I am wondering why we should use docker 20.10.14, is it the version that supports built-in load?

Nope, it is just the version of the dockerd in my laptop..

while mergeop is introduced in v0.10.3.

Currently, we use buildkit v0.10.1, and merge op is supported in this version. I am not sure if it only works after v0.10.3 🤔

Sorry I double-checked the MergeOp PR, the merge op is actually introduced in v0.10.0.

The client returns the error that we cannot use merge op if we eliminate docker load.

Yeah, since we heavily leverage merge op in envd, if we want to get rid of docker load, we need to make sure the bundled buildkitd in dockerd has the support of merge op.

gaocegege commented 2 years ago

20.10.16 still uses v0.8.3-4-gbc07b2b8. I am afraid that we need to wait until the next milestone of docker.

https://github.com/moby/moby/blob/v20.10.16/vendor.conf#L36

gaocegege commented 2 years ago

Things that we need to confirm:

How buildkit stores layers
How buildx loads images into the local image store
How buildkit is initialized in docker
What is changed in earthly customized buildkit? https://github.com/moby/buildkit/compare/master...earthly:earthly-main

gaocegege commented 2 years ago

Using docker buildkitd directly is not possible now. We will figure out if we can mount some dir in the envd_buildkitd container to achieve a similar experience.

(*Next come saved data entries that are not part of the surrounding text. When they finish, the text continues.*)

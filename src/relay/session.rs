//! Relay session
//!
//! Owns the transcoder process (and, for negotiated streams, the task pumping
//! the vendor transport into it) and turns its output into frames. Teardown
//! is idempotent: the process receives at most one termination.

use super::transcoder::TranscoderHandle;
use super::RelayError;
use crate::capture::FrameDemuxer;
use crate::transport::{Negotiated, Transport};
use bytes::Bytes;
use log::{debug, info, warn};
use std::time::Duration;
use tokio::io::AsyncWriteExt;
use tokio::net::{TcpListener, TcpStream};
use tokio::task::JoinHandle;

/// Read size for transcoder output and relayed transport data
pub const RELAY_CHUNK: usize = 64 * 1024;

pub struct RelaySession {
    label: String,
    transcoder: Option<Box<dyn TranscoderHandle>>,
    pump: Option<JoinHandle<()>>,
    demuxer: FrameDemuxer,
    read_timeout: Duration,
    closed: bool,
}

impl RelaySession {
    pub fn new(
        label: impl Into<String>,
        transcoder: Box<dyn TranscoderHandle>,
        demuxer: FrameDemuxer,
        read_timeout: Duration,
    ) -> Self {
        Self {
            label: label.into(),
            transcoder: Some(transcoder),
            pump: None,
            demuxer,
            read_timeout,
            closed: false,
        }
    }

    /// Attach the task feeding the transcoder; it is aborted on teardown
    pub fn with_pump(mut self, pump: JoinHandle<()>) -> Self {
        self.pump = Some(pump);
        self
    }

    /// Read transcoder output until at least one complete frame is available
    pub async fn next_frames(&mut self) -> Result<Vec<Bytes>, RelayError> {
        loop {
            let transcoder = self
                .transcoder
                .as_mut()
                .ok_or_else(|| RelayError::Exhausted("relay closed".to_string()))?;

            let chunk = match tokio::time::timeout(self.read_timeout, transcoder.read_chunk(RELAY_CHUNK)).await
            {
                Err(_) => return Err(RelayError::Stalled(self.read_timeout)),
                Ok(Err(e)) => return Err(e),
                Ok(Ok(None)) => return Err(RelayError::Exhausted("transcoder exited".to_string())),
                Ok(Ok(Some(chunk))) => chunk,
            };

            let frames = self.demuxer.push(&chunk)?;
            if !frames.is_empty() {
                return Ok(frames);
            }
        }
    }

    pub fn is_closed(&self) -> bool {
        self.closed
    }

    /// Stop the pump and kill the transcoder. Later calls do nothing.
    pub async fn close(&mut self) {
        if self.closed {
            return;
        }
        self.closed = true;
        debug!("Closing relay {}", self.label);

        if let Some(pump) = self.pump.take() {
            pump.abort();
        }
        if let Some(mut transcoder) = self.transcoder.take() {
            transcoder.kill().await;
        }
    }
}

impl Drop for RelaySession {
    fn drop(&mut self) {
        // Dropping the handle kills the child (kill_on_drop); the pump has to
        // be stopped explicitly.
        if let Some(pump) = self.pump.take() {
            pump.abort();
        }
    }
}

/// Re-expose an accepted vendor stream on a loopback TCP port so a transcoder
/// can consume it. Returns the URL to hand to the transcoder and the pump task,
/// which owns the vendor transport from here on.
pub async fn expose_negotiated(
    negotiated: Negotiated,
    accept_timeout: Duration,
    read_timeout: Duration,
) -> Result<(String, JoinHandle<()>), RelayError> {
    let listener = TcpListener::bind("127.0.0.1:0")
        .await
        .map_err(|e| RelayError::Expose(e.to_string()))?;
    let addr = listener
        .local_addr()
        .map_err(|e| RelayError::Expose(e.to_string()))?;

    info!(
        "Re-exposing '{}' stream on tcp://{}",
        negotiated.candidate, addr
    );
    let pump = tokio::spawn(pump_transport(
        listener,
        negotiated.transport,
        negotiated.initial,
        accept_timeout,
        read_timeout,
    ));
    Ok((format!("tcp://{}", addr), pump))
}

async fn pump_transport(
    listener: TcpListener,
    mut transport: Box<dyn Transport>,
    initial: Bytes,
    accept_timeout: Duration,
    read_timeout: Duration,
) {
    let mut client = match tokio::time::timeout(accept_timeout, listener.accept()).await {
        Ok(Ok((client, peer))) => {
            debug!("Transcoder connected from {}", peer);
            client
        }
        Ok(Err(e)) => {
            warn!("Accept on relay listener failed: {}", e);
            transport.close().await;
            return;
        }
        Err(_) => {
            warn!("Transcoder did not connect within {:?}", accept_timeout);
            transport.close().await;
            return;
        }
    };
    drop(listener);

    let mut relayed = initial.len() as u64;
    if write_to(&mut client, &initial).await {
        loop {
            match transport.read(RELAY_CHUNK, read_timeout).await {
                Ok(data) => {
                    relayed += data.len() as u64;
                    if !write_to(&mut client, &data).await {
                        break;
                    }
                }
                Err(e) => {
                    debug!("Vendor stream ended: {}", e);
                    break;
                }
            }
        }
    }

    info!("Relay pump finished after {} bytes", relayed);
    transport.close().await;
    if let Err(e) = client.shutdown().await {
        debug!("Shutting down transcoder side failed: {}", e);
    }
}

async fn write_to(client: &mut TcpStream, data: &[u8]) -> bool {
    match client.write_all(data).await {
        Ok(()) => true,
        Err(e) => {
            debug!("Transcoder side closed: {}", e);
            false
        }
    }
}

gaocegege commented 2 years ago

Here https://github.com/moby/moby/blob/master/builder/builder-next/controller.go#L44:#L220 docker creates a buildkit daemon (control.Controller).

And the most important part is https://github.com/moby/moby/blob/master/builder/builder-next/worker/worker.go#L83 . Docker has a new worker type moby

gaocegege commented 2 years ago

    bk, err := buildkit.New(buildkit.Opt{
        SessionManager:      sm,
        Root:                filepath.Join(config.Root, "buildkit"),
        Dist:                d.DistributionServices(),
        NetworkController:   d.NetworkController(),
        DefaultCgroupParent: cgroupParent,
        RegistryHosts:       d.RegistryHosts(),
        BuilderConfig:       config.Builder,
        Rootless:            d.Rootless(),
        IdentityMapping:     d.IdentityMapping(),
        DNSConfig:           config.DNSConfig,
        ApparmorProfile:     daemon.DefaultApparmorProfile(),
    })

buildkit (builder-next.Controller) uses dockerd's DistributionService, thus the images' blobs and metadata are stored in docker image store directly. Thus there is no need to load images.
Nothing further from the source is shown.